Directions for this task - Word for word, restate each entry in the listing below.

§ §

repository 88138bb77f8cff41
mod component;
mod dom;
mod state;
mod surface;
mod types;

pub use component::HighlightedGraph;
pub use dom::{DomGraph, SvgGraphElement, install_click_highlighter, selected_label};
pub use state::ClickHighlighter;
pub use surface::{GraphElement, GraphSurface};
pub use types::{
	EdgeEndpoints, EdgeStroke, FontWeight, GraphClasses, Highlight, HighlightError, HighlightReport,
	Palette, parse_edge_title,
};
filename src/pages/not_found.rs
use leptos::prelude::*;

/// 404 Not Found Page
#[component]
pub fn NotFound() -> impl IntoView {
	view! { <h1>"Uh oh!" <br /> "We couldn't find that page!"</h1> }
}
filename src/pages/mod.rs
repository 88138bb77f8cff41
pub mod home;
pub mod not_found;
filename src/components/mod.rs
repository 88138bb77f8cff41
pub mod graph_highlight;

§ §

Task response -
repository 88138bb77f8cff41
mod component;
mod dom;
mod state;
mod surface;
mod types;

pub use component::HighlightedGraph;
pub use dom::{DomGraph, SvgGraphElement, install_click_highlighter, selected_label};
pub use state::ClickHighlighter;
pub use surface::{GraphElement, GraphSurface};
pub use types::{
	EdgeEndpoints, EdgeStroke, FontWeight, GraphClasses, Highlight, HighlightError, HighlightReport,
	Palette, parse_edge_title,
};
filename src/pages/not_found.rs
use leptos::prelude::*;

/// 404 Not Found Page
#[component]
pub fn NotFound() -> impl IntoView {
	view! { <h1>"Uh oh!" <br /> "We couldn't find that page!"</h1> }
}
filename src/pages/mod.rs
repository 88138bb77f8cff41
pub mod home;
pub mod not_found;
filename src/components/mod.rs
repository 88138bb77f8cff41
pub mod graph_highlight;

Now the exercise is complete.